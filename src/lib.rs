//! Pagelens: multi-track web page quality analyzer
//!
//! This library scores a fetched page's markup across five independent
//! tracks (search-engine optimization, AI discoverability, browser
//! compatibility, eco efficiency and UX structure) and reports issues and
//! actionable suggestions for each.

pub mod analyzer;
pub mod config;
pub mod error;
pub mod fetch;
pub mod mcp;
pub mod parser;
pub mod reporter;

pub use error::DocumentUnavailable;

use serde::{Deserialize, Serialize};
use std::str::FromStr;

/// One of the five scoring tracks
#[derive(Debug, Clone, Copy, PartialEq, Eq, Hash, Serialize, Deserialize)]
#[serde(rename_all = "lowercase")]
pub enum Track {
    Seo,
    Geo,
    Compatibility,
    Eco,
    Ux,
}

impl Track {
    /// Every track, in report order
    pub const ALL: [Track; 5] = [
        Track::Seo,
        Track::Geo,
        Track::Compatibility,
        Track::Eco,
        Track::Ux,
    ];

    /// Wire identifier (matches the request selector)
    pub fn id(&self) -> &'static str {
        match self {
            Track::Seo => "seo",
            Track::Geo => "geo",
            Track::Compatibility => "compatibility",
            Track::Eco => "eco",
            Track::Ux => "ux",
        }
    }

    /// Human-readable label for reports
    pub fn label(&self) -> &'static str {
        match self {
            Track::Seo => "SEO",
            Track::Geo => "GEO (AI Discoverability)",
            Track::Compatibility => "Browser Compatibility",
            Track::Eco => "Eco Efficiency",
            Track::Ux => "UX Structure",
        }
    }
}

impl std::fmt::Display for Track {
    fn fmt(&self, f: &mut std::fmt::Formatter<'_>) -> std::fmt::Result {
        write!(f, "{}", self.id())
    }
}

/// Which tracks a request asks for
#[derive(Debug, Clone, Copy, PartialEq, Eq, Default, Serialize, Deserialize)]
#[serde(rename_all = "lowercase")]
pub enum TrackSelector {
    #[default]
    All,
    Seo,
    Geo,
    Compatibility,
    Eco,
    Ux,
}

impl TrackSelector {
    /// Whether the given track should be scored under this selector
    pub fn includes(self, track: Track) -> bool {
        match self {
            TrackSelector::All => true,
            TrackSelector::Seo => track == Track::Seo,
            TrackSelector::Geo => track == Track::Geo,
            TrackSelector::Compatibility => track == Track::Compatibility,
            TrackSelector::Eco => track == Track::Eco,
            TrackSelector::Ux => track == Track::Ux,
        }
    }

    /// Tracks selected, in report order
    pub fn tracks(self) -> Vec<Track> {
        Track::ALL
            .into_iter()
            .filter(|t| self.includes(*t))
            .collect()
    }
}

impl FromStr for TrackSelector {
    type Err = String;

    fn from_str(s: &str) -> Result<Self, Self::Err> {
        match s.trim().to_lowercase().as_str() {
            "all" => Ok(TrackSelector::All),
            "seo" => Ok(TrackSelector::Seo),
            "geo" => Ok(TrackSelector::Geo),
            "compatibility" => Ok(TrackSelector::Compatibility),
            "eco" => Ok(TrackSelector::Eco),
            "ux" => Ok(TrackSelector::Ux),
            other => Err(format!(
                "unknown track '{}' (expected all, seo, geo, compatibility, eco, ux)",
                other
            )),
        }
    }
}

impl std::fmt::Display for TrackSelector {
    fn fmt(&self, f: &mut std::fmt::Formatter<'_>) -> std::fmt::Result {
        let s = match self {
            TrackSelector::All => "all",
            TrackSelector::Seo => "seo",
            TrackSelector::Geo => "geo",
            TrackSelector::Compatibility => "compatibility",
            TrackSelector::Eco => "eco",
            TrackSelector::Ux => "ux",
        };
        write!(f, "{}", s)
    }
}

/// A single analysis request (the JSON body callers send)
#[derive(Debug, Clone, PartialEq, Eq, Serialize, Deserialize)]
pub struct AnalysisRequest {
    /// Page to analyze: an http(s) URL or a local HTML file
    pub url: String,
    /// Display name for the page (defaults to the url when empty)
    #[serde(default)]
    pub name: String,
    /// Tracks to score
    #[serde(default)]
    pub track: TrackSelector,
}

impl AnalysisRequest {
    pub fn new(url: impl Into<String>, name: impl Into<String>, track: TrackSelector) -> Self {
        Self {
            url: url.into(),
            name: name.into(),
            track,
        }
    }

    /// Name shown in results: the given name, or the url when none was set
    pub fn display_name(&self) -> &str {
        if self.name.trim().is_empty() {
            &self.url
        } else {
            &self.name
        }
    }
}

/// Letter grade
#[derive(Debug, Clone, Copy, PartialEq, Eq, Serialize, Deserialize)]
pub enum Grade {
    A,
    B,
    C,
    D,
    F,
}

impl Grade {
    pub fn from_score(score: u8) -> Self {
        match score {
            90..=100 => Grade::A,
            80..=89 => Grade::B,
            70..=79 => Grade::C,
            60..=69 => Grade::D,
            _ => Grade::F,
        }
    }
}

impl std::fmt::Display for Grade {
    fn fmt(&self, f: &mut std::fmt::Formatter<'_>) -> std::fmt::Result {
        match self {
            Grade::A => write!(f, "A"),
            Grade::B => write!(f, "B"),
            Grade::C => write!(f, "C"),
            Grade::D => write!(f, "D"),
            Grade::F => write!(f, "F"),
        }
    }
}

/// Diagnostics shared by every populated track
#[derive(Debug, Clone, Default, PartialEq, Serialize)]
pub struct DetailsBase {
    /// One-line verdict for the track
    pub summary: String,
    /// Problems found, in detection order
    pub issues: Vec<String>,
    /// Improvement suggestions, in detection order
    pub suggestions: Vec<String>,
}

/// SEO track details
#[derive(Debug, Clone, PartialEq, Serialize)]
#[serde(rename_all = "camelCase")]
pub struct SeoDetails {
    #[serde(flatten)]
    pub base: DetailsBase,
    /// Title text, or "Not found"
    pub title: String,
    /// Whether a `<meta name="description">` tag exists (even if empty)
    pub has_meta_desc: bool,
    pub has_h1: bool,
}

/// Named AI answer surfaces reported by the GEO track
#[derive(Debug, Clone, Copy, PartialEq, Eq)]
pub enum AiSurface {
    ChatGpt,
    Gemini,
    Copilot,
    Perplexity,
}

/// Heuristic visibility verdict for one AI surface.
///
/// No model is ever queried: `LikelyVisible` only means the page carries the
/// structural signals that surface is assumed to favour.
#[derive(Debug, Clone, Copy, PartialEq, Eq, Default, Serialize)]
pub enum VisibilitySignal {
    #[serde(rename = "Likely Visible")]
    LikelyVisible,
    #[default]
    Unknown,
}

/// Fixed-shape map of AI surfaces to visibility verdicts
#[derive(Debug, Clone, Copy, PartialEq, Eq, Default, Serialize)]
pub struct AiVisibility {
    pub chatgpt: VisibilitySignal,
    pub gemini: VisibilitySignal,
    pub copilot: VisibilitySignal,
    pub perplexity: VisibilitySignal,
}

impl AiVisibility {
    pub fn set(&mut self, surface: AiSurface, signal: VisibilitySignal) {
        match surface {
            AiSurface::ChatGpt => self.chatgpt = signal,
            AiSurface::Gemini => self.gemini = signal,
            AiSurface::Copilot => self.copilot = signal,
            AiSurface::Perplexity => self.perplexity = signal,
        }
    }

    pub fn get(&self, surface: AiSurface) -> VisibilitySignal {
        match surface {
            AiSurface::ChatGpt => self.chatgpt,
            AiSurface::Gemini => self.gemini,
            AiSurface::Copilot => self.copilot,
            AiSurface::Perplexity => self.perplexity,
        }
    }
}

/// Marker reported alongside GEO visibility so consumers know it is inferred
pub const VISIBILITY_BASIS: &str = "structural-heuristic";

/// GEO (AI discoverability) track details
#[derive(Debug, Clone, PartialEq, Serialize)]
#[serde(rename_all = "camelCase")]
pub struct GeoDetails {
    #[serde(flatten)]
    pub base: DetailsBase,
    pub visibility: AiVisibility,
    pub visibility_basis: &'static str,
}

/// Browser compatibility track details
#[derive(Debug, Clone, PartialEq, Serialize)]
pub struct CompatibilityDetails {
    #[serde(flatten)]
    pub base: DetailsBase,
}

/// Eco efficiency track details
#[derive(Debug, Clone, PartialEq, Serialize)]
#[serde(rename_all = "camelCase")]
pub struct EcoDetails {
    #[serde(flatten)]
    pub base: DetailsBase,
    /// Page weight in KB (UTF-8 bytes / 1024)
    pub page_size: f64,
    /// Estimated grams of CO2 per view, 4 decimal places
    pub co2_estimate: String,
}

/// Heading counts by level
#[derive(Debug, Clone, Copy, PartialEq, Eq, Default, Serialize)]
pub struct HeadingCounts {
    pub h1: usize,
    pub h2: usize,
    pub h3: usize,
}

/// UX structure track details
#[derive(Debug, Clone, PartialEq, Serialize)]
pub struct UxDetails {
    #[serde(flatten)]
    pub base: DetailsBase,
    pub headings: HeadingCounts,
}

/// Placeholder details for a track that was not requested; serializes as `{}`
#[derive(Debug, Clone, Copy, PartialEq, Eq, Default, Serialize)]
pub struct EmptyDetails {}

/// Per-track details payload
#[derive(Debug, Clone, PartialEq, Serialize)]
#[serde(untagged)]
pub enum TrackDetails {
    Seo(SeoDetails),
    Geo(GeoDetails),
    Compatibility(CompatibilityDetails),
    Eco(EcoDetails),
    Ux(UxDetails),
    Empty(EmptyDetails),
}

impl TrackDetails {
    /// Shared diagnostics, or None for the placeholder
    pub fn base(&self) -> Option<&DetailsBase> {
        match self {
            TrackDetails::Seo(d) => Some(&d.base),
            TrackDetails::Geo(d) => Some(&d.base),
            TrackDetails::Compatibility(d) => Some(&d.base),
            TrackDetails::Eco(d) => Some(&d.base),
            TrackDetails::Ux(d) => Some(&d.base),
            TrackDetails::Empty(_) => None,
        }
    }

    pub fn summary(&self) -> &str {
        self.base().map(|b| b.summary.as_str()).unwrap_or("")
    }

    pub fn issues(&self) -> &[String] {
        self.base().map(|b| b.issues.as_slice()).unwrap_or(&[])
    }

    pub fn suggestions(&self) -> &[String] {
        self.base().map(|b| b.suggestions.as_slice()).unwrap_or(&[])
    }
}

/// Score and diagnostics for one track
#[derive(Debug, Clone, PartialEq, Serialize)]
pub struct TrackScore {
    /// Normalized score (0-100)
    pub score: u8,
    pub details: TrackDetails,
}

impl TrackScore {
    pub fn new(score: u8, details: TrackDetails) -> Self {
        Self {
            score: score.min(100),
            details,
        }
    }

    /// Zero-value placeholder for a track that was not requested
    pub fn zero() -> Self {
        Self {
            score: 0,
            details: TrackDetails::Empty(EmptyDetails {}),
        }
    }

    /// True when a scorer produced this value (not the placeholder)
    pub fn is_populated(&self) -> bool {
        !matches!(self.details, TrackDetails::Empty(_))
    }

    pub fn grade(&self) -> Grade {
        Grade::from_score(self.score)
    }
}

impl Default for TrackScore {
    fn default() -> Self {
        Self::zero()
    }
}

/// The result of analyzing one page
#[derive(Debug, Clone, PartialEq, Serialize)]
pub struct AnalysisResult {
    pub name: String,
    pub url: String,
    pub seo: TrackScore,
    pub geo: TrackScore,
    pub compatibility: TrackScore,
    pub eco: TrackScore,
    pub ux: TrackScore,
    /// Selector the result was produced under (not part of the wire shape)
    #[serde(skip)]
    pub track: TrackSelector,
}

impl AnalysisResult {
    /// A result with every track set to the zero-value placeholder
    pub fn empty(name: impl Into<String>, url: impl Into<String>, track: TrackSelector) -> Self {
        Self {
            name: name.into(),
            url: url.into(),
            seo: TrackScore::zero(),
            geo: TrackScore::zero(),
            compatibility: TrackScore::zero(),
            eco: TrackScore::zero(),
            ux: TrackScore::zero(),
            track,
        }
    }

    pub fn track_score(&self, track: Track) -> &TrackScore {
        match track {
            Track::Seo => &self.seo,
            Track::Geo => &self.geo,
            Track::Compatibility => &self.compatibility,
            Track::Eco => &self.eco,
            Track::Ux => &self.ux,
        }
    }

    pub fn set_track_score(&mut self, track: Track, score: TrackScore) {
        match track {
            Track::Seo => self.seo = score,
            Track::Geo => self.geo = score,
            Track::Compatibility => self.compatibility = score,
            Track::Eco => self.eco = score,
            Track::Ux => self.ux = score,
        }
    }

    /// Requested tracks with their scores, in report order
    pub fn requested(&self) -> impl Iterator<Item = (Track, &TrackScore)> + '_ {
        self.track
            .tracks()
            .into_iter()
            .map(move |t| (t, self.track_score(t)))
    }

    /// Mean of the requested tracks' scores
    pub fn overall_score(&self) -> u8 {
        let scores: Vec<u32> = self.requested().map(|(_, s)| s.score as u32).collect();
        if scores.is_empty() {
            return 0;
        }
        (scores.iter().sum::<u32>() / scores.len() as u32).min(100) as u8
    }

    pub fn overall_grade(&self) -> Grade {
        Grade::from_score(self.overall_score())
    }

    /// Issues across all requested tracks
    pub fn total_issues(&self) -> usize {
        self.requested().map(|(_, s)| s.details.issues().len()).sum()
    }
}

/// Public API: score markup already held in memory.
///
/// Used by the tool server and other programmatic consumers that fetch pages
/// themselves.
pub fn analyze_markup(
    markup: &str,
    request: &AnalysisRequest,
) -> Result<AnalysisResult, DocumentUnavailable> {
    let document = parser::HtmlParser::new().parse(markup)?;
    Ok(analyzer::AnalysisEngine::new().analyze(request, &document))
}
※
What the task asks
Every line containing the string "parser" is required; copy each such line from the data.

Exercise solution
pub mod parser;
    let document = parser::HtmlParser::new().parse(markup)?;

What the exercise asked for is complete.